皆、あまりに貧乏を恐れているように思う。
この程度の貧乏は、そんな恐ろしいものではない。このくらいなら楽しく生きられる。
たくさんお金を使わなければ幸せじゃないだとか、よくないだとか、惨めだとか、一体どうしてそう思ってしまうんだろう。
お金をたくさん使う生き方も、その人の生き方だとは思うけれど、その思い込みが過度な人たちは、お金を使う幸せしか知らない、寂しい人だと思った。

私だってお金は欲しい。いらないなんて言わない。でも、衣食住が足りたら、お金以外のものにも目を向けた方がいい。

いい化粧品はやはり違うけれど、佐伯チズ氏が言ったように、安いものでもしっかり塗り込むと肌がきれいになった。
祖母が作ったお菓子はもちろん、パンの耳でも焼いて砂糖をまぶすとおいしかった。
図鑑で遊んでいたからか、植物や動物には多少詳しくなった。

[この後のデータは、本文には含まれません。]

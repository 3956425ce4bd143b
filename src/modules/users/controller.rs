use axum::{
    Json,
    extract::{Path, Query, State},
    http::StatusCode,
};
use tracing::instrument;

use crate::state::AppState;
use crate::utils::errors::AppError;
use crate::utils::pagination::PaginationParams;
use crate::utils::response::OkResponse;
use crate::validator::ValidatedJson;

use super::model::{CreateUserDto, UpdateUserDto, User};
use super::service::UserService;

/// Create a user account
#[utoipa::path(
    post,
    path = "/api/users",
    request_body = CreateUserDto,
    responses(
        (status = 201, description = "User created", body = User),
        (status = 400, description = "Validation error or email already exists"),
        (status = 401, description = "Unauthorized")
    ),
    tag = "Users",
    security(("bearer_auth" = []))
)]
#[instrument(skip(state, dto))]
pub async fn create_user(
    State(state): State<AppState>,
    ValidatedJson(dto): ValidatedJson<CreateUserDto>,
) -> Result<(StatusCode, Json<User>), AppError> {
    let user = UserService::create_user(&state.db, dto).await?;
    Ok((StatusCode::CREATED, Json(user)))
}

/// List user accounts
#[utoipa::path(
    get,
    path = "/api/users",
    params(PaginationParams),
    responses(
        (status = 200, description = "List of users", body = Vec<User>),
        (status = 401, description = "Unauthorized")
    ),
    tag = "Users",
    security(("bearer_auth" = []))
)]
#[instrument(skip(state))]
pub async fn get_users(
    State(state): State<AppState>,
    Query(pagination): Query<PaginationParams>,
) -> Result<Json<Vec<User>>, AppError> {
    let users = UserService::get_users(&state.db, &pagination).await?;
    Ok(Json(users))
}

/// Get a user account by id
#[utoipa::path(
    get,
    path = "/api/users/{id}",
    params(("id" = i64, Path, description = "User ID")),
    responses(
        (status = 200, description = "User details", body = User),
        (status = 401, description = "Unauthorized"),
        (status = 404, description = "User not found")
    ),
    tag = "Users",
    security(("bearer_auth" = []))
)]
#[instrument(skip(state))]
pub async fn get_user(
    State(state): State<AppState>,
    Path(id): Path<i64>,
) -> Result<Json<User>, AppError> {
    let user = UserService::get_user_by_id(&state.db, id).await?;
    Ok(Json(user))
}

/// Update a user account's display name
#[utoipa::path(
    put,
    path = "/api/users/{id}",
    params(("id" = i64, Path, description = "User ID")),
    request_body = UpdateUserDto,
    responses(
        (status = 200, description = "User updated", body = User),
        (status = 401, description = "Unauthorized"),
        (status = 404, description = "User not found")
    ),
    tag = "Users",
    security(("bearer_auth" = []))
)]
#[instrument(skip(state, dto))]
pub async fn update_user(
    State(state): State<AppState>,
    Path(id): Path<i64>,
    ValidatedJson(dto): ValidatedJson<UpdateUserDto>,
) -> Result<Json<User>, AppError> {
    let user = UserService::update_user(&state.db, id, dto).await?;
    Ok(Json(user))
}

/// Delete a user account
#[utoipa::path(
    delete,
    path = "/api/users/{id}",
    params(("id" = i64, Path, description = "User ID")),
    responses(
        (status = 200, description = "User deleted", body = OkResponse),
        (status = 401, description = "Unauthorized"),
        (status = 404, description = "User not found"),
        (status = 409, description = "User still referenced by a teacher profile")
    ),
    tag = "Users",
    security(("bearer_auth" = []))
)]
#[instrument(skip(state))]
pub async fn delete_user(
    State(state): State<AppState>,
    Path(id): Path<i64>,
) -> Result<Json<OkResponse>, AppError> {
    UserService::delete_user(&state.db, id).await?;
    Ok(Json(OkResponse::new()))
}
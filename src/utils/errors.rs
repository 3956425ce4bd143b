use anyhow::Error;
use axum::{
    Json,
    http::StatusCode,
    response::{IntoResponse, Response},
};
use serde_json::json;

/// Application error carrying the HTTP status it should surface as.
///
/// The constructors encode the error taxonomy: authentication failures are
/// generic bad requests, missing entities are `404`, constraint violations
/// caused by the caller are `409`, and everything else is a server fault.
#[derive(Debug)]
pub struct AppError {
    pub status: StatusCode,
    pub error: Error,
}

impl AppError {
    pub fn new<E>(status: StatusCode, err: E) -> Self
    where
        E: Into<Error>,
    {
        Self {
            status,
            error: err.into(),
        }
    }

    pub fn internal<E>(err: E) -> Self
    where
        E: Into<Error>,
    {
        Self::new(StatusCode::INTERNAL_SERVER_ERROR, err)
    }

    pub fn not_found<E>(err: E) -> Self
    where
        E: Into<Error>,
    {
        Self::new(StatusCode::NOT_FOUND, err)
    }

    pub fn unprocessable<E>(err: E) -> Self
    where
        E: Into<Error>,
    {
        Self::new(StatusCode::UNPROCESSABLE_ENTITY, err)
    }

    pub fn bad_request<E>(err: E) -> Self
    where
        E: Into<Error>,
    {
        Self::new(StatusCode::BAD_REQUEST, err)
    }

    pub fn unauthorized<E>(err: E) -> Self
    where
        E: Into<Error>,
    {
        Self::new(StatusCode::UNAUTHORIZED, err)
    }

    /// A mutation the store rejected because of a foreign-key or uniqueness
    /// constraint. The caller's request was the cause, so this is a client
    /// error, not a server fault.
    pub fn conflict<E>(err: E) -> Self
    where
        E: Into<Error>,
    {
        Self::new(StatusCode::CONFLICT, err)
    }

    pub fn database<E>(err: E) -> Self
    where
        E: Into<Error>,
    {
        Self::new(StatusCode::INTERNAL_SERVER_ERROR, err)
    }
}

impl IntoResponse for AppError {
    fn into_response(self) -> Response {
        let body = Json(json!({
            "error": self.error.to_string()
        }));

        (self.status, body).into_response()
    }
}

impl<E> From<E> for AppError
where
    E: Into<Error>,
{
    fn from(err: E) -> Self {
        AppError::internal(err)
    }
}
use std::time::Instant;

use axum::{
    extract::{MatchedPath, Request},
    middleware::Next,
    response::Response,
};
use tracing::{error, info, warn};

pub async fn logging_middleware(req: Request, next: Next) -> Response {
    let start = Instant::now();
    let method = req.method().clone();
    let uri = req.uri().clone();
    let matched_path = req
        .extensions()
        .get::<MatchedPath>()
        .map(|p| p.as_str().to_string())
        .unwrap_or_else(|| uri.path().to_string());

    let request_id = uuid::Uuid::new_v4().to_string();

    info!(
        request_id = %request_id,
        method = %method,
        path = %matched_path,
        "Incoming request"
    );

    let response = next.run(req).await;
    let latency = start.elapsed();
    let status = response.status();

    match status.as_u16() {
        400..=499 => {
            warn!(
                request_id = %request_id,
                method = %method,
                path = %matched_path,
                status = %status.as_u16(),
                latency_ms = %latency.as_millis(),
                "Client error"
            );
        }
        500..=599 => {
            error!(
                request_id = %request_id,
                method = %method,
                path = %matched_path,
                status = %status.as_u16(),
                latency_ms = %latency.as_millis(),
                "Server error"
            );
        }
        _ => {
            info!(
                request_id = %request_id,
                method = %method,
                path = %matched_path,
                status = %status.as_u16(),
                latency_ms = %latency.as_millis(),
                "Request completed"
            );
        }
    }

    response
}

まぁ、あまり役に立たない知識ではあるけれど。

「現在の超消費主義社会のお陰で、私たちはもっとも肝心なことを忘れてしまい、人間の幸福とはほとんど関係ないことに、人としての能力を無駄遣いしてしまっているのです」とは、世界一貧しい大統領として知られる、ウルグアイの元大統領ホセ・ムヒカ氏の言葉だ。
日本を高く評価しながらも、取材に来た日本人に「日本人が幸せなのかは疑問だ」という風に話していた。私は「日本人は幸せだ」とはっきり答えることができない。恵まれた国であるにもかかわらず、心が貧しくなってしまった人が多いように見える。
皆いろんなことに支配されてしまっている気がする。お金に支配されず、自分の幸せを掴んで欲しいと心から思う。